Custom plot¶
FigureBuilder
provides some tools to easily visualize your chat. However, the possible
visualizations are infinite. Here, we provide some examples of a custom visualization using some library tools together
with pandas and plotly.
Number of messages vs. Number of characters sent¶
For each user, we will obtain a 2D scatter plot measuring the number of messages and characters sent in a day. That is, for a given user we will have N points, where N is the number of days that the user has sent at least one message. Each point therefore corresponds to a specific day, where the x-axis and the y-axis measure the number of messages sent and the average number of characters per message in that day, respectively.
First of all, lets instatiate objects WhatsAppChat
(chat loading) and
FigureBuilder
(figure coloring).
>>> from whatstk import WhatsAppChat, FigureBuilder
>>> from whatstk.data import whatsapp_urls
>>> chat = WhatsAppChat.from_source(filepath=whatsapp_urls.LOREM_2000)
>>> fb = FigureBuilder(chat=chat)
Next, we obtain the number of messages and number of characters sent per user per day.
>>> from whatstk.analysis import get_interventions_count
>>> counts_interv = get_interventions_count(chat=chat, date_mode='date', msg_length=False, cumulative=False)
>>> counts_len = get_interventions_count(chat=chat, date_mode='date', msg_length=True, cumulative=False)
Time to process a bit the data. We obtain a DataFrame with five columns: username, date, num_characters, num_interventions and avg_characters.
>>> import pandas as pd
>>> counts_len = pd.DataFrame(counts_len.unstack(), columns=['num_characters'])
>>> counts_interv = pd.DataFrame(counts_interv.unstack(), columns=['num_interventions'])
>>> counts = counts_len.merge(counts_interv, left_index=True, right_index=True)
>>> # Remove all zero entries and get average number of characters
>>> counts = counts[~(counts['num_interventions'] == 0)].reset_index()
>>> counts['avg_characters'] = counts['num_characters']/counts['num_interventions']
>>> counts.head(5)
username date num_characters num_interventions avg_characters
0 +1 123 456 789 2019-04-16 40 1 40.000000
1 +1 123 456 789 2019-04-17 21 1 21.000000
2 +1 123 456 789 2019-04-21 90 2 45.000000
3 +1 123 456 789 2019-04-25 127 3 42.333333
4 +1 123 456 789 2019-04-26 33 1 33.000000
[5 rows x 5 columns]
So far we have obtained a dataframe counts
, whose rows correspond to a specific message.

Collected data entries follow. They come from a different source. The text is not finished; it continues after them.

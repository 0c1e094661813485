//! Adaptive per-gene mutation.
//!
//! Each gene is replaced with probability
//!
//! ```text
//! rate = base_rate × (1 + stagnation_factor) × (1 + low_utility_bonus)      (capped at 1)
//! stagnation_factor = min(stagnant_generations / patience, 1)
//! low_utility_bonus = LOW_UTILITY_WEIGHT × (max_utility − utility) / (max_utility − min_utility)
//! ```
//!
//! Stagnation doubles the rate at most, reached when the plateau counter hits the
//! convergence patience. The utility bonus is relative to the active catalog's utility
//! range; a catalog with a single utility value gets no bonus. Replacements are drawn
//! through [`SamplingWeights`] from exercises not already in the individual.

use exreco_catalog::{Exercise, ExerciseCatalog};
use rand::Rng;

use crate::{convergence::GenerationState, population::Individual, weighting::SamplingWeights};

/// Scale of the bonus applied to the least useful exercise in the catalog.
pub const LOW_UTILITY_WEIGHT: f32 = 1.0;

#[derive(Debug, Clone, Copy)]
pub struct AdaptiveMutation {
    base_rate: f32,
    patience: usize,
    utility_range: Option<(f32, f32)>,
}

impl AdaptiveMutation {
    #[must_use]
    pub fn new(base_rate: f32, patience: usize, catalog: &ExerciseCatalog) -> Self {
        Self {
            base_rate,
            patience: patience.max(1),
            utility_range: catalog.utility_range(),
        }
    }

    #[expect(clippy::cast_precision_loss)]
    #[must_use]
    pub fn stagnation_factor(&self, state: &GenerationState) -> f32 {
        (state.stagnant_generations as f32 / self.patience as f32).min(1.0)
    }

    #[must_use]
    pub fn low_utility_bonus(&self, exercise: &Exercise) -> f32 {
        match self.utility_range {
            Some((lo, hi)) if hi - lo > f32::EPSILON => {
                LOW_UTILITY_WEIGHT * ((hi - exercise.utility) / (hi - lo)).clamp(0.0, 1.0)
            }
            _ => 0.0,
        }
    }

    /// Mutation probability for one gene.
    #[must_use]
    pub fn gene_rate(&self, exercise: &Exercise, state: &GenerationState) -> f32 {
        (self.base_rate
            * (1.0 + self.stagnation_factor(state))
            * (1.0 + self.low_utility_bonus(exercise)))
        .clamp(0.0, 1.0)
    }

    /// Mutates `individual` in place and returns how many genes were replaced.
    ///
    /// Genes that no longer reference an active exercise are always replaced.
    pub fn mutate<R>(
        &self,
        individual: &mut Individual,
        weights: &SamplingWeights<'_>,
        state: &GenerationState,
        rng: &mut R,
    ) -> usize
    where
        R: Rng + ?Sized,
    {
        let catalog = weights.catalog();
        let mut mutated = 0;
        for index in 0..individual.genes().len() {
            let gene = individual.genes()[index];
            let rate = catalog
                .get(gene)
                .filter(|e| e.active)
                .map_or(1.0, |e| self.gene_rate(e, state));
            if !rng.random_bool(f64::from(rate)) {
                continue;
            }
            if let Some(replacement) = weights.draw_excluding(rng, individual.genes()) {
                individual.set_gene(index, replacement);
                mutated += 1;
            }
        }
        mutated
    }
}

However, in this example we
are interested in the aggregated values per day. Hence, we group this dataframe by user and date and re-calculate the
number of messages sent and average number of characters sent per day.
>>> agg_operations = {'avg_characters': 'mean','num_interventions': 'mean'}
>>> counts = counts.groupby(['username', counts.date.dt.date]).agg(agg_operations)
>>> counts = counts.rename_axis(index=['username', 'date'])
>>> counts = counts.reset_index()
>>> counts.head(5)
username date avg_characters num_interventions
0 +1 123 456 789 2019-04-16 40.000000 1
1 +1 123 456 789 2019-04-17 21.000000 1
2 +1 123 456 789 2019-04-21 45.000000 2
3 +1 123 456 789 2019-04-25 42.333333 3
4 +1 123 456 789 2019-04-26 33.000000 1
Once the dataframe is obtained, we generate a plot using Histogram2dContour by plotly.
>>> from whatstk.graph import plot
>>> import plotly.graph_objs as go
>>> traces = []
>>> for username in fb.usernames:
>>> counts_user = counts[counts['username']==username]
>>> traces.append(
>>> go.Histogram2dContour(
>>> contours={'coloring': 'none'},
>>> x=counts_user['num_interventions'],
>>> y=counts_user['avg_characters'],
>>> # mode='markers',
>>> # marker=dict(color=fb.user_color_mapping[username], opacity=0.2),
>>> name=username,
>>> showlegend=True,
>>> line={'color': fb.user_color_mapping[username]},
>>> nbinsx=10, nbinsy=20
>>> )
>>> )
>>> layout = {
>>> 'title': 'Average number of characters sent in a day vs Interventions per day',
>>> 'yaxis_title': 'avg characters',
>>> 'xaxis_title': 'num interventions',
>>> }
>>> fig = go.Figure(data=traces, layout=layout)
>>> plot(fig)